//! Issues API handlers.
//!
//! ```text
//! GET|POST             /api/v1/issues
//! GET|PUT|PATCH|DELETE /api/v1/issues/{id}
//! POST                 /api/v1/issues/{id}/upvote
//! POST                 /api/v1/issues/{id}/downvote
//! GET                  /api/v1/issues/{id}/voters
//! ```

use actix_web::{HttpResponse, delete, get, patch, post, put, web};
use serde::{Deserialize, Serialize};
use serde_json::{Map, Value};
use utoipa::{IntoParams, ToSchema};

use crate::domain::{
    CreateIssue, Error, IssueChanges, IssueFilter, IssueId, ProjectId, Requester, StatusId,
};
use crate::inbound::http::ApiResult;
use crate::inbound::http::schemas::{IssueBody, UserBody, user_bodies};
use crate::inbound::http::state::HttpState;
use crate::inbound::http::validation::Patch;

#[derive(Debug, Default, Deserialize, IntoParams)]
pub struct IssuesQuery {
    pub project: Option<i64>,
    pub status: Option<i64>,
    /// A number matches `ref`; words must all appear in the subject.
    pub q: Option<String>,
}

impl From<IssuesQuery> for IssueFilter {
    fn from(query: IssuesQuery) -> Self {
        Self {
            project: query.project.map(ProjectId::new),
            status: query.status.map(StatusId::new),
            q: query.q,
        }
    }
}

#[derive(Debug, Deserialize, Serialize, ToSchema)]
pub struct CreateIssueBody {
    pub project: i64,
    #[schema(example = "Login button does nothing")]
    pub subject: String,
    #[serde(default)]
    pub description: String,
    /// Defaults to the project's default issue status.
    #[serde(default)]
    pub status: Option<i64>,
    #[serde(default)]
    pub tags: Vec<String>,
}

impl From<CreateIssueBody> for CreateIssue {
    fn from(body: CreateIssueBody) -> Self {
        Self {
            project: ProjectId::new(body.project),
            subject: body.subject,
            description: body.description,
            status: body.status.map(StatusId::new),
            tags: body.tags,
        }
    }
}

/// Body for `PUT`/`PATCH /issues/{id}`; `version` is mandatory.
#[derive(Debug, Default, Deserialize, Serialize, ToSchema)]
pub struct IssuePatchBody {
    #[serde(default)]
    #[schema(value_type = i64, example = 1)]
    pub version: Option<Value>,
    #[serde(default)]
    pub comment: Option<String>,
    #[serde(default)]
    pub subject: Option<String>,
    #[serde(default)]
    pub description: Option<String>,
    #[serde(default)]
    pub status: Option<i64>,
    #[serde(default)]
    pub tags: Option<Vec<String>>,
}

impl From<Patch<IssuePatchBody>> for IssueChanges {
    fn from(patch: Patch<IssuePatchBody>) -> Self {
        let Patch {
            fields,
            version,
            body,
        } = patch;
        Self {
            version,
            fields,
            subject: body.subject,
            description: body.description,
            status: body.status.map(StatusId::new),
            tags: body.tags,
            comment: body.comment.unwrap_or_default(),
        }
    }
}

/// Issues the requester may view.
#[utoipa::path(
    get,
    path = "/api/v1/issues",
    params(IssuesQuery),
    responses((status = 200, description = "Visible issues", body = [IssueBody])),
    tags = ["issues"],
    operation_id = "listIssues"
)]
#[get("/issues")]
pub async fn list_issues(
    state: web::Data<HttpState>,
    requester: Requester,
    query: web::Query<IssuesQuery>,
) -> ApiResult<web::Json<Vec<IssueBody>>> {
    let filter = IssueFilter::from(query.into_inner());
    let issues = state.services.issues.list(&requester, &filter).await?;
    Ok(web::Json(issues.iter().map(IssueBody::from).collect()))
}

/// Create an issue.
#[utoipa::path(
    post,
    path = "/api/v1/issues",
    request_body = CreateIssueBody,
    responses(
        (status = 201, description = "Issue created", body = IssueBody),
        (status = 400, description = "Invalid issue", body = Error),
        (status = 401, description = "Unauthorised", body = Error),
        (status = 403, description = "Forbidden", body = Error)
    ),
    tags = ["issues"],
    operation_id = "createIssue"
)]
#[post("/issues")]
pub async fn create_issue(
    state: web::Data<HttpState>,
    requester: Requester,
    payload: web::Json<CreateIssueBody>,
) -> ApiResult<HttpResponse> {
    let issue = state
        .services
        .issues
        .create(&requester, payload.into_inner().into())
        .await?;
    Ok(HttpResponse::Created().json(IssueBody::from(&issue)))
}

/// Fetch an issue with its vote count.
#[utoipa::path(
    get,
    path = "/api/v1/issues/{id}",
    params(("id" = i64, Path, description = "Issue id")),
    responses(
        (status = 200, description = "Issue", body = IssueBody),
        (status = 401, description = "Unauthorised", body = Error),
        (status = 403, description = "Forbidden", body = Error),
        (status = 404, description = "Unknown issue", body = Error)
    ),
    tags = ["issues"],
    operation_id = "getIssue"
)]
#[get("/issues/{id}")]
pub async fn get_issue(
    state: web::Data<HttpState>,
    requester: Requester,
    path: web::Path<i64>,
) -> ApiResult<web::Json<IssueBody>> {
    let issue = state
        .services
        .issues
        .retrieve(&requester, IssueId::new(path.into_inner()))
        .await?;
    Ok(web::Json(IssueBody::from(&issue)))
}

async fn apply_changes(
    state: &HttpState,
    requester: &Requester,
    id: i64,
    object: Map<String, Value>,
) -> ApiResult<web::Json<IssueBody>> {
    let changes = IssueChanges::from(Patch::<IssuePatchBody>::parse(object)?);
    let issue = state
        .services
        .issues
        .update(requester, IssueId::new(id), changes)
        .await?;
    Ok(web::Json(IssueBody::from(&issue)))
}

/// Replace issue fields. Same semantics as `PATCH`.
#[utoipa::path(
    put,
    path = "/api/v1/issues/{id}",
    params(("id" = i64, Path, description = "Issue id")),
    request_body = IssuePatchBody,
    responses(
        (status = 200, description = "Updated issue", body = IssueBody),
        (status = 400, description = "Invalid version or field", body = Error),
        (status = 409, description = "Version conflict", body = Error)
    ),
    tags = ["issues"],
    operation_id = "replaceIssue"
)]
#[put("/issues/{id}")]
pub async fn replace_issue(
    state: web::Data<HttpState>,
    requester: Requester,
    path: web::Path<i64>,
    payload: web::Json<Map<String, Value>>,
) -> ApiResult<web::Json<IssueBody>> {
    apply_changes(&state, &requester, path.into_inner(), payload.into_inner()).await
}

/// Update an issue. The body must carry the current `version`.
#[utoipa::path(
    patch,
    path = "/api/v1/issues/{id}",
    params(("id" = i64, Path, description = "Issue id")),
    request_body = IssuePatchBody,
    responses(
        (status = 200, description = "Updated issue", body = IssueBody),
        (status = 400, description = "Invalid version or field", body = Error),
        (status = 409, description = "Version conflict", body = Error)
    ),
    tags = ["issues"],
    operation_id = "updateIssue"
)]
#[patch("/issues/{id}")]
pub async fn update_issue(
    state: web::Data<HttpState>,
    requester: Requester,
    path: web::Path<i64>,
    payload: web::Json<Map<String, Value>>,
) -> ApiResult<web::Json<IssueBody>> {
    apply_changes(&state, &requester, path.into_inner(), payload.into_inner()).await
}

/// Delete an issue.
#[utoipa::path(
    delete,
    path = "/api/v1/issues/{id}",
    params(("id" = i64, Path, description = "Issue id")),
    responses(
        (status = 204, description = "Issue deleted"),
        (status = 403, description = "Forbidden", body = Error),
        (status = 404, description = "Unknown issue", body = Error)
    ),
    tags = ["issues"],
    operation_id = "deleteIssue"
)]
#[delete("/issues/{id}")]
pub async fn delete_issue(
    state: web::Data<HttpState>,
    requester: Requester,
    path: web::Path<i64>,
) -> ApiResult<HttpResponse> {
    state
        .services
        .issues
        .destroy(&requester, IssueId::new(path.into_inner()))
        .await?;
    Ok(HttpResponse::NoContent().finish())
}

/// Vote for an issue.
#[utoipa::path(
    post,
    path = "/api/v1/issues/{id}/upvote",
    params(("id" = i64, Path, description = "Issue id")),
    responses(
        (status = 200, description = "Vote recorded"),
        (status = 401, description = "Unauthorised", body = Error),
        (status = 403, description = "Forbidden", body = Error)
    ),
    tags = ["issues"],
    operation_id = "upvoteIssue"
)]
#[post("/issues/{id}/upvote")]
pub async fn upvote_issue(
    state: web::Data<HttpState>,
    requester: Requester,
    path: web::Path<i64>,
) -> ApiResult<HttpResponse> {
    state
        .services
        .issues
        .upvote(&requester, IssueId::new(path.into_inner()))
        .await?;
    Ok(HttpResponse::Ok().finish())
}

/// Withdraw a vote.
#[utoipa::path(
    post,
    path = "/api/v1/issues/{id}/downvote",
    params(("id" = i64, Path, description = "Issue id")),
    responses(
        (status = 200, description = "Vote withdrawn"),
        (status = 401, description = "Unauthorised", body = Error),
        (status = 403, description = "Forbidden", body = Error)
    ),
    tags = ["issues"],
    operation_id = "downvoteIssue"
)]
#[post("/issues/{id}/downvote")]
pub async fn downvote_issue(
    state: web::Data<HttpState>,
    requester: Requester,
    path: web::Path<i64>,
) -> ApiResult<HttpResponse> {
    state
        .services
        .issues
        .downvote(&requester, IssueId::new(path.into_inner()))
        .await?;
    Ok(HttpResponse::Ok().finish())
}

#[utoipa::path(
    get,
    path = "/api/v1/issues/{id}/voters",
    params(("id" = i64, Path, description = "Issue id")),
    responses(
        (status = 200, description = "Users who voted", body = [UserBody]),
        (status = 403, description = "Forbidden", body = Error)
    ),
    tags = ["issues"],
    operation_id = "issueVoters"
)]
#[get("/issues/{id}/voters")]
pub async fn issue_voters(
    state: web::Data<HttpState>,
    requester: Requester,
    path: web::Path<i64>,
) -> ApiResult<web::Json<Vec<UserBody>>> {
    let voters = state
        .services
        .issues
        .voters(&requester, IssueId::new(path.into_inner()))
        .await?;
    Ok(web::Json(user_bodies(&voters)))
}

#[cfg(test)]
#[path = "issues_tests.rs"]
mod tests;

Exercise goal |
Anywhere the listing shows the word "IntoParams", copy the full line.

The answer |
use utoipa::{IntoParams, ToSchema};
#[derive(Debug, Default, Deserialize, IntoParams)]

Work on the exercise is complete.